Sinn Féin leader Mary Lou McDonald has said the cuts to the Pandemic Unemployment Payment rates are wrong and she does not accept the Minister for Finance's reasons for doing so.

Earlier this week, Paschal Donohoe said the reasoning behind the cuts was so that the PUP could last longer for more people. 

Speaking on RTÉ's The Week in Politics, Ms McDonald described the move as "unfair and wrong" at a time when substantial parts of the economy are still in a shutdown. 

She said: "For my part, I think it's unfair, and I think it is wrong to cut that payment at a time when substantial parts of the economy are still in full lockdown and other parts of the economy are struggling on limited capacity. 

"So for me at this time, Government has to be driven by two things, fairness and common sense, and where I see an absence of those things, of course I have to call it out."

Ms McDonald said the Government needs to be driven by two things, common sense and fairness. She said where she sees an absence of that it needs to call it out.

She said the very reason to extend and maintain the PUP laid in the fact that the country was still in the middle of the crisis, adding that there are whole sectors that are still not back at work, and don't know when they will be.

She said the smart thing to do was to support those workers and said Mr Donohoe needs to change his position.

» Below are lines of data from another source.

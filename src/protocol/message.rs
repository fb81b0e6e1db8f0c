//! Request and response frames.

use serde::{Deserialize, Serialize};

use super::error::{GatewayError, Stage};

/// Terminator appended to every frame.
pub const FRAME_TERMINATOR: &str = "\r\n";

/// Client identifier sent at login.
pub const CLIENT_ID: &str = "id1";

/// Queue the gateway should place messages on.
pub const QUEUE_TYPE: &str = "master";

/// Relative validity code: `(n + 1) * 5` minutes, so "1" is ten minutes.
pub const DEFAULT_VALIDITY: &str = "1";

const REPLY_ERROR: &str = "error";

/// Login frame.
#[derive(Debug, Clone, Serialize)]
pub struct LoginRequest<'a> {
    pub method: &'static str,
    pub server_password: &'a str,
    pub client_id: &'static str,
}

impl<'a> LoginRequest<'a> {
    pub fn new(server_password: &'a str) -> Self {
        Self {
            method: "authentication",
            server_password,
            client_id: CLIENT_ID,
        }
    }
}

/// Submit frame. `msg` is the hex rendering of the GSM encoded text.
#[derive(Debug, Clone, Serialize)]
pub struct SendRequest<'a> {
    pub msg: String,
    pub number: &'a str,
    pub queue_type: &'static str,
    pub unicode: &'static str,
    pub validity: &'static str,
}

impl<'a> SendRequest<'a> {
    pub fn new(hex_message: String, number: &'a str) -> Self {
        Self {
            msg: hex_message,
            number,
            queue_type: QUEUE_TYPE,
            unicode: "0",
            validity: DEFAULT_VALIDITY,
        }
    }
}

/// Reply to a login frame.
///
/// Informational pushes such as
/// `{"notification": "replacing old connection IP - 10.1.1.1"}` carry no
/// `reply` and still count as a successful login.
#[derive(Debug, Clone, Default, PartialEq, Eq, Deserialize)]
#[serde(default)]
pub struct LoginResponse {
    pub server_password: Option<String>,
    pub reply: Option<String>,
    pub client_id: Option<String>,
    pub method_reply: Option<String>,
    pub error_code: Option<String>,
    pub notification: Option<String>,
}

impl LoginResponse {
    pub fn is_success(&self) -> bool {
        self.reply.as_deref() != Some(REPLY_ERROR)
    }
}

/// Reply to a submit frame. `reply` is `proceeding`, `ok` or
/// `confirmation` on success and `error` otherwise.
#[derive(Debug, Clone, Default, PartialEq, Eq, Deserialize)]
#[serde(default)]
pub struct SendResponse {
    pub reply: Option<String>,
    pub msg: Option<String>,
    pub number: Option<String>,
    pub queue_type: Option<String>,
    pub unicode: Option<String>,
    pub validity: Option<String>,
    pub error_code: Option<String>,
}

impl SendResponse {
    pub fn is_success(&self) -> bool {
        self.reply.as_deref() != Some(REPLY_ERROR)
    }
}

/// Normalize a raw reply line before JSON decoding.
///
/// Strips the first `\r` and the first `\n`, and quotes the `error_code`
/// key, which the hardware sends bare.
pub fn clean_response(raw: &str) -> String {
    let message = raw.replacen('\r', "", 1).replacen('\n', "", 1);

    if message.contains("\"error_code\":") {
        message
    } else {
        message.replacen("error_code:", "\"error_code\":", 1)
    }
}

/// Decode a login reply, mapping `"reply":"error"` to a rejection.
pub fn parse_login_response(raw: &str) -> Result<LoginResponse, GatewayError> {
    let response: LoginResponse =
        serde_json::from_str(&clean_response(raw)).map_err(|source| GatewayError::Decode {
            stage: Stage::Login,
            source,
        })?;

    if response.is_success() {
        Ok(response)
    } else {
        Err(GatewayError::Rejected {
            stage: Stage::Login,
            code: response.error_code.unwrap_or_default(),
        })
    }
}

/// Decode a submit reply, mapping `"reply":"error"` to a rejection.
pub fn parse_send_response(raw: &str) -> Result<SendResponse, GatewayError> {
    let response: SendResponse =
        serde_json::from_str(&clean_response(raw)).map_err(|source| GatewayError::Decode {
            stage: Stage::Send,
            source,
        })?;

    if response.is_success() {
        Ok(response)
    } else {
        Err(GatewayError::Rejected {
            stage: Stage::Send,
            code: response.error_code.unwrap_or_default(),
        })
    }
}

On reports that the PUP could be cut for students, she said she would keep it going for them, saying that taking it away from students would be "morally wrong".

She said she did not think any reasonable person could dispute that anyone who lost work due to the pandemic could receive financial support.

On the budget, she said no matter who was in Government the country would be running a deficit, adding that in Sinn Féin's alternative budget the deficit figure would run to around the same, although their approach would be different.

She said the Government should have tackled the banks in terms of mortgage relief extensions, saying that it was leaving it late to meet the banks tomorrow, with payment breaks no longer in place from Wednesday.

She said other countries have granted longer extensions to such mortgage breaks, which could happen here in order to give people breathing room.

Asked if she believed the Government had the power to close businesses flouting Covid-19 rules, she said there is an issue of Covid-19 being a notifiable disease, which needed to change. 

She said this was not about creating a difficulty for business, and was about protecting human health and welfare, and the economy.

Ms McDonald said the country needs a "very ambitious and well resourced" testing and tracing system, which would allow us to flatten the curve and facilitate people going back to work.

She said the Government needs to be able to deliver the 100,000 tests per week capacity, and also clarify its overall strategy, insofar as whether it is purely reactive.

Ms McDonald said six months ago, we knew there was a problem with PPE and testing reagents, and after all this time, the question now was how much ground has been made up ahead of winter.

She said it is not a matter of political contention and was an agreed matter that testing and tracing are the core of the country's approach to tackling the virus, which needed to be an all-island approach.

She said the Northern Ireland Executive also needed to be active in this regard to keep people safe.

Asked if a crisis were to come about in Northern Ireland if charges were brought against Michelle O'Neill or any other party figures having attended the funeral of Bobby Storey, Ms McDonald said the PSNI will conclude their businesses and she did not want to comment.

On the issue of junior ministers having advisors, Ms McDonald said that to have advisors was reasonable, but the number of advisors for junior government ministers was excessive.

She said if her party was in government, the only people who would have advisors would be those who need them.